Neyse mesele şu:Çevik Bir,aslında çok ciddi bir soruşturmaya tabi tutulmuştur. MİT İstanbul Şube Başkanlığı yapmış olan Nuri Gündeş’in de aynı soruşturma kapsamında ifadeye alınması ve bu her iki şahsın bir suikast planı ile ilgili olarak ifade vermeleri Türk Yargısının(İdarenin Büyük Desteği ile) ne büyük aşama kaydettiğini ortaya koyuyor.
Savcı Zekeriyya Öz, pat diye her iki şahıs hakkında Ergenekon kapsamında sanık sıfatı ile dava açarsa, Çevik Bir’in yanağına,Avukatınkinden daha büyük bir öpücük kondurmuş olur.Çünkü gizli öpücükler her zaman daha büyük olur. Hadi Zekeriyya bey , vakit geçirmeden öp şu adamı. Gönül huzuru ile tatil geçirmeye gitmek ne imiş biraz da o ve taifesi görsün.
HAKİKİ 1 NUMARA TEKLİF
Deniz bey daldan dala atlasa, dün söylediğini bugün yutsada , Anayasa’nın geçici 15.maddesinin tümden ortadan kaldırılması konusunda şu anda tamı tamına tava gelmiş durumda.
Biliyorsunuz daha 3 gün önce İrtica ile Mücadele Eylem Planını hazırlayanların soruşturmalarının derhal bitmesini, şahısların bu belgeyi hangi amaçla hazırladıklarının, karargahta hazırlanan bu belgenin amacının ne olduğununun, kabul görmediği için mi bir yerlere servis edildiğinin ortaya çıkarılmasının gerekliliği üzerinde duruyor ve Albay Dursun Çiçek’in hala nasıl görevde tutulduğunu anlamakta güçlük çektiğini ifade ediyordu.
Askeri Savcının verdiği takipsizlik kararı üzerine, tam çark etti ve Sayın Başbakana yüklenmeye ve böyle sahte bir belge ile ülke gündeminin meşgul edilemesinden ve hazırlanan komplodan!!! Başbakanı sorumlu tutmaya başladı.
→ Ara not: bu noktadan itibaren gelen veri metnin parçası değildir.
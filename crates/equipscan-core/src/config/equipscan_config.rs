//! Top-level equipscan configuration with layered resolution.

use std::path::{Path, PathBuf};

use serde::{Deserialize, Serialize};

use super::{CategorizerConfig, DetectionConfig, FrequencyConfig, ScoringConfig};
use crate::constants::{OUTLIER_METHOD_NAMES, WEIGHT_SUM_TOLERANCE};
use crate::errors::ConfigError;

/// Project config file name, looked up in the project root.
pub const PROJECT_CONFIG_FILE: &str = "equipscan.toml";

/// Top-level configuration aggregating all sub-configs.
///
/// Resolution order (highest priority first):
/// 1. CLI flags (applied via `apply_cli_overrides`)
/// 2. Environment variables (`EQUIPSCAN_*`)
/// 3. Project config (`equipscan.toml` in project root)
/// 4. User config (`~/.equipscan/config.toml`)
/// 5. Compiled defaults
#[derive(Debug, Clone, Serialize, Deserialize, Default)]
#[serde(default)]
pub struct EquipscanConfig {
    pub categorizer: CategorizerConfig,
    pub frequency: FrequencyConfig,
    pub detection: DetectionConfig,
    pub scoring: ScoringConfig,
}

/// CLI override arguments that can be applied to a config.
#[derive(Debug, Clone, Default)]
pub struct CliOverrides {
    pub z_threshold: Option<f64>,
    pub percentile_threshold: Option<f64>,
    pub consensus_only: Option<bool>,
    /// Applied to both detection and scoring.
    pub excluded_categories: Option<Vec<String>>,
}

impl EquipscanConfig {
    /// Load configuration with layered resolution rooted at `root`.
    pub fn load(root: &Path, cli_overrides: Option<&CliOverrides>) -> Result<Self, ConfigError> {
        let mut config = Self::default();

        // Layer 4 (lowest priority): user config
        if let Some(user_config_path) = Self::user_config_path() {
            if user_config_path.exists() {
                match Self::merge_toml_file(&mut config, &user_config_path) {
                    Ok(()) => {}
                    Err(e @ ConfigError::ParseError { .. }) => return Err(e),
                    Err(e) => {
                        ::tracing::warn!(
                            path = %user_config_path.display(),
                            error = %e,
                            "ignoring unreadable user config"
                        );
                    }
                }
            }
        }

        // Layer 3: project config
        let project_config_path = root.join(PROJECT_CONFIG_FILE);
        if project_config_path.exists() {
            Self::merge_toml_file(&mut config, &project_config_path)?;
        }

        // Layer 2: environment variables
        Self::apply_env_overrides(&mut config);

        // Layer 1 (highest priority): CLI flags
        if let Some(cli) = cli_overrides {
            Self::apply_cli_overrides(&mut config, cli);
        }

        Self::validate(&config)?;

        Ok(config)
    }

    /// Load configuration from a TOML string.
    pub fn from_toml(toml_str: &str) -> Result<Self, ConfigError> {
        let config: Self = toml::from_str(toml_str).map_err(|e| ConfigError::ParseError {
            path: "<string>".to_string(),
            message: e.to_string(),
        })?;
        Self::validate(&config)?;
        Ok(config)
    }

    /// Validate the configuration values.
    pub fn validate(config: &EquipscanConfig) -> Result<(), ConfigError> {
        if let Some(threshold) = config.categorizer.low_consistency_threshold {
            require_range("categorizer.low_consistency_threshold", threshold, 0.0, 100.0)?;
        }

        if let Some(days) = config.frequency.days_per_month {
            require_positive("frequency.days_per_month", days)?;
        }

        let detection = &config.detection;
        if let Some(z) = detection.z_threshold {
            require_positive("detection.z_threshold", z)?;
        }
        if let Some(k) = detection.iqr_multiplier {
            if !k.is_finite() || k < 0.0 {
                return Err(validation_failed(
                    "detection.iqr_multiplier",
                    "must be a finite, non-negative number",
                ));
            }
        }
        if let Some(p) = detection.percentile_threshold {
            require_range("detection.percentile_threshold", p, 0.0, 100.0)?;
        }
        if let Some(votes) = detection.consensus_min_votes {
            if !(1..=3).contains(&votes) {
                return Err(validation_failed(
                    "detection.consensus_min_votes",
                    "must be between 1 and 3",
                ));
            }
        }
        if let Some(unknown) = detection
            .methods
            .iter()
            .flatten()
            .find(|m| !OUTLIER_METHOD_NAMES.contains(&m.as_str()))
        {
            return Err(ConfigError::InvalidValue {
                field: "detection.methods".to_string(),
                message: format!(
                    "unknown method '{unknown}', expected one of {}",
                    OUTLIER_METHOD_NAMES.join(", ")
                ),
            });
        }

        let (freq, cost, outlier) = config.scoring.effective_weights();
        require_weights("scoring.weights", &[freq, cost, outlier])?;
        let (landscape_freq, landscape_cost) = config.scoring.effective_landscape_weights();
        require_weights("scoring.landscape_weights", &[landscape_freq, landscape_cost])?;

        Ok(())
    }

    /// Returns the user config path: `~/.equipscan/config.toml`.
    fn user_config_path() -> Option<PathBuf> {
        dirs_path().map(|d| d.join("config.toml"))
    }

    /// Merge a TOML file into the existing config.
    /// Unknown keys are silently ignored.
    fn merge_toml_file(config: &mut EquipscanConfig, path: &Path) -> Result<(), ConfigError> {
        let content = std::fs::read_to_string(path).map_err(|_| ConfigError::FileNotFound {
            path: path.display().to_string(),
        })?;

        let file_config: EquipscanConfig =
            toml::from_str(&content).map_err(|e| ConfigError::ParseError {
                path: path.display().to_string(),
                message: e.to_string(),
            })?;

        Self::merge(config, &file_config);
        Ok(())
    }

    /// Merge `other` into `base`; `other` wins wherever it has a value.
    fn merge(base: &mut EquipscanConfig, other: &EquipscanConfig) {
        // Categorizer
        if other.categorizer.low_consistency_threshold.is_some() {
            base.categorizer.low_consistency_threshold =
                other.categorizer.low_consistency_threshold;
        }

        // Frequency
        if other.frequency.days_per_month.is_some() {
            base.frequency.days_per_month = other.frequency.days_per_month;
        }

        // Detection
        if other.detection.z_threshold.is_some() {
            base.detection.z_threshold = other.detection.z_threshold;
        }
        if other.detection.iqr_multiplier.is_some() {
            base.detection.iqr_multiplier = other.detection.iqr_multiplier;
        }
        if other.detection.percentile_threshold.is_some() {
            base.detection.percentile_threshold = other.detection.percentile_threshold;
        }
        if other.detection.consensus_min_votes.is_some() {
            base.detection.consensus_min_votes = other.detection.consensus_min_votes;
        }
        if other.detection.methods.is_some() {
            base.detection.methods = other.detection.methods.clone();
        }
        if other.detection.excluded_categories.is_some() {
            base.detection.excluded_categories = other.detection.excluded_categories.clone();
        }

        // Scoring
        if other.scoring.frequency_weight.is_some() {
            base.scoring.frequency_weight = other.scoring.frequency_weight;
        }
        if other.scoring.cost_weight.is_some() {
            base.scoring.cost_weight = other.scoring.cost_weight;
        }
        if other.scoring.outlier_weight.is_some() {
            base.scoring.outlier_weight = other.scoring.outlier_weight;
        }
        if other.scoring.landscape_frequency_weight.is_some() {
            base.scoring.landscape_frequency_weight = other.scoring.landscape_frequency_weight;
        }
        if other.scoring.landscape_cost_weight.is_some() {
            base.scoring.landscape_cost_weight = other.scoring.landscape_cost_weight;
        }
        if other.scoring.consensus_only.is_some() {
            base.scoring.consensus_only = other.scoring.consensus_only;
        }
        if other.scoring.excluded_categories.is_some() {
            base.scoring.excluded_categories = other.scoring.excluded_categories.clone();
        }
    }

    /// Apply environment variable overrides.
    /// Pattern: `EQUIPSCAN_DETECTION_Z_THRESHOLD`, `EQUIPSCAN_SCORING_CONSENSUS_ONLY`, etc.
    fn apply_env_overrides(config: &mut EquipscanConfig) {
        if let Some(v) = env_parse::<f64>("EQUIPSCAN_CATEGORIZER_LOW_CONSISTENCY_THRESHOLD") {
            config.categorizer.low_consistency_threshold = Some(v);
        }
        if let Some(v) = env_parse::<f64>("EQUIPSCAN_FREQUENCY_DAYS_PER_MONTH") {
            config.frequency.days_per_month = Some(v);
        }
        if let Some(v) = env_parse::<f64>("EQUIPSCAN_DETECTION_Z_THRESHOLD") {
            config.detection.z_threshold = Some(v);
        }
        if let Some(v) = env_parse::<f64>("EQUIPSCAN_DETECTION_IQR_MULTIPLIER") {
            config.detection.iqr_multiplier = Some(v);
        }
        if let Some(v) = env_parse::<f64>("EQUIPSCAN_DETECTION_PERCENTILE_THRESHOLD") {
            config.detection.percentile_threshold = Some(v);
        }
        if let Some(v) = env_parse::<u8>("EQUIPSCAN_DETECTION_CONSENSUS_MIN_VOTES") {
            config.detection.consensus_min_votes = Some(v);
        }
        if let Ok(val) = std::env::var("EQUIPSCAN_EXCLUDED_CATEGORIES") {
            let categories = split_list(&val);
            config.detection.excluded_categories = Some(categories.clone());
            config.scoring.excluded_categories = Some(categories);
        }
        if let Some(v) = env_parse::<bool>("EQUIPSCAN_SCORING_CONSENSUS_ONLY") {
            config.scoring.consensus_only = Some(v);
        }
    }

    /// Apply CLI overrides (highest priority).
    fn apply_cli_overrides(config: &mut EquipscanConfig, cli: &CliOverrides) {
        if let Some(v) = cli.z_threshold {
            config.detection.z_threshold = Some(v);
        }
        if let Some(v) = cli.percentile_threshold {
            config.detection.percentile_threshold = Some(v);
        }
        if let Some(v) = cli.consensus_only {
            config.scoring.consensus_only = Some(v);
        }
        if let Some(ref categories) = cli.excluded_categories {
            config.detection.excluded_categories = Some(categories.clone());
            config.scoring.excluded_categories = Some(categories.clone());
        }
    }

    /// Serialize the config back to TOML.
    pub fn to_toml(&self) -> Result<String, ConfigError> {
        toml::to_string_pretty(self).map_err(|e| ConfigError::ParseError {
            path: "<serialization>".to_string(),
            message: e.to_string(),
        })
    }
}

fn validation_failed(field: &str, message: &str) -> ConfigError {
    ConfigError::ValidationFailed {
        field: field.to_string(),
        message: message.to_string(),
    }
}

fn require_positive(field: &str, value: f64) -> Result<(), ConfigError> {
    if value.is_finite() && value > 0.0 {
        Ok(())
    } else {
        Err(validation_failed(field, "must be a finite number greater than 0"))
    }
}

fn require_range(field: &str, value: f64, min: f64, max: f64) -> Result<(), ConfigError> {
    if (min..=max).contains(&value) {
        Ok(())
    } else {
        Err(ConfigError::ValidationFailed {
            field: field.to_string(),
            message: format!("must be between {min} and {max}"),
        })
    }
}

/// Each weight in [0, 1], the set summing to 1.
fn require_weights(field: &str, weights: &[f64]) -> Result<(), ConfigError> {
    if weights.iter().any(|w| !(0.0..=1.0).contains(w)) {
        return Err(validation_failed(field, "each weight must be between 0.0 and 1.0"));
    }
    let sum: f64 = weights.iter().sum();
    if (sum - 1.0).abs() > WEIGHT_SUM_TOLERANCE {
        return Err(ConfigError::ValidationFailed {
            field: field.to_string(),
            message: format!("weights must sum to 1.0, got {sum}"),
        });
    }
    Ok(())
}

fn env_parse<T: std::str::FromStr>(key: &str) -> Option<T> {
    std::env::var(key).ok().and_then(|val| val.trim().parse::<T>().ok())
}

fn split_list(value: &str) -> Vec<String> {
    value
        .split(',')
        .map(str::trim)
        .filter(|s| !s.is_empty())
        .map(str::to_string)
        .collect()
}

/// Returns the user-level config directory: `~/.equipscan/`.
fn dirs_path() -> Option<PathBuf> {
    home_dir().map(|h| h.join(".equipscan"))
}

/// Cross-platform home directory resolution.
fn home_dir() -> Option<PathBuf> {
    std::env::var_os("HOME")
        .or_else(|| std::env::var_os("USERPROFILE"))
        .map(PathBuf::from)
}
//! Analysis run errors.

use std::fmt;

use super::error_code::{self, ErrorCode};
use super::ConfigError;

/// Upstream guarantees the engine relies on. A record that breaks one of
/// these never came out of the cleaning stage intact.
#[derive(Debug, Clone, Copy, PartialEq, Eq, Hash)]
pub enum ContractInvariant {
    /// Every record carries a non-empty equipment identity.
    EquipmentIdentity,
    /// Every cost is a finite number.
    FiniteCost,
}

impl ContractInvariant {
    pub fn name(&self) -> &'static str {
        match self {
            Self::EquipmentIdentity => "equipment_identity",
            Self::FiniteCost => "finite_cost",
        }
    }
}

impl fmt::Display for ContractInvariant {
    fn fmt(&self, f: &mut fmt::Formatter<'_>) -> fmt::Result {
        f.write_str(self.name())
    }
}

/// Errors surfaced by a full analysis run.
#[derive(Debug, thiserror::Error)]
pub enum AnalysisError {
    #[error("Input contract violated ({invariant}) at record {record_index}: {detail}")]
    ContractViolation {
        invariant: ContractInvariant,
        record_index: usize,
        detail: String,
    },

    #[error("Configuration error: {0}")]
    Config(#[from] ConfigError),
}

impl ErrorCode for AnalysisError {
    fn error_code(&self) -> &'static str {
        match self {
            Self::ContractViolation { .. } => error_code::CONTRACT_VIOLATION,
            Self::Config(e) => e.error_code(),
        }
    }
}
Yani Sayın Başbakan hem kendisine ve hem de ülkenin en büyük sivil toplum kuruluşuna komplo kurulmasını, Sayın Baykal’a göre ya temin etmiş veya bu tezgahı ortaya çıkarma konusunda gerekeni yapmamış!!!
Bu ne aculiyet Sayın Baykal. Askeri Savcılık ortada bir sürü şüphe bulunmasına, Dursun Çiçek’in evrak üzerindeki imzası ile diğer imzalarının tamamen benzer olduğunun anlaşılmasına rağmen , işi çözmek için Mahkemeye dava açacağına, kendisini Hakim yerine koydu ve karar verdi.
Ama sivil Savcılık soruşturmaya devam ediyor. Ya sivil Savcı bugün alacağı ifadeden sonra Dursun Çiçek’i tevkife sevkeder, ardından Ergenekon kapsamında dava açarsa, o zaman ne diyeceksiniz? Baykal’da söz mü yok. Diyeceği şey aynen şudur: Biz Türk Yargısına sonuna kadar güveniyoruz, her şeye rağmen bağımsızlığını koruma mücadelesi içerisindeki Yargı organlarının ne güzel işler başardığını bir daha görmüş olduk… Evet aynen böyle diyecektir. Ne yapalım kaderimiz bu. Ne de olsa Baykal,Sayın Demirel ile Hamzakoylarda kalmış , şerbetlenmiş. Dün dündür, bugün bugündür.
Şimdi , Sayın Baykal’ın yeniden çark etmesine fırsat vermeden ,Anayasa’nın geçici 15.maddesinin kaldırılmasına münhasır olsa da, CHP nin teklifinin kabul edilme zamanı.
Ak Parti de bu fırsatı asla kaçırmamalıdır.
Çünkü bu maddenin Anayasadan çıkarılmasına karar verilmesi, Türkiye’de tek darbe yapma imkan ve istidadında olanları , artık bu tür işlerden vazgeçirir. Ardından 28.Şubat v.s gibi “süreçlerle” , darbe girişim ve teşebbüslerini daha rahat soruşturma imkanı doğar.
Ak Parti ,CHP sine gelin diğer Anayasa değişikliklerini de birlikte yapalım, köklü değişim gerçekleşsin derse, CHP bu işten vazgeçer.
Ak Parti Ergenekon soruşturmasının tüm ipuçlarının yakalanmasını ve artık ülke gündeminden darbelerin çıkışını temin etmek istiyor ise, CHP nin Anayasa değişiklik teklifi geçici 15.maddeye “münhasır” da olsa,bu fırsatı kaçırmamalıdır. Yoksa onca eleştirilen darbeler, darbe teşebbüsleri, eylem planları, andıçlar gelir Ak Partinin sorumluluğuna havale edilir. Ceremesi çok ağır olur.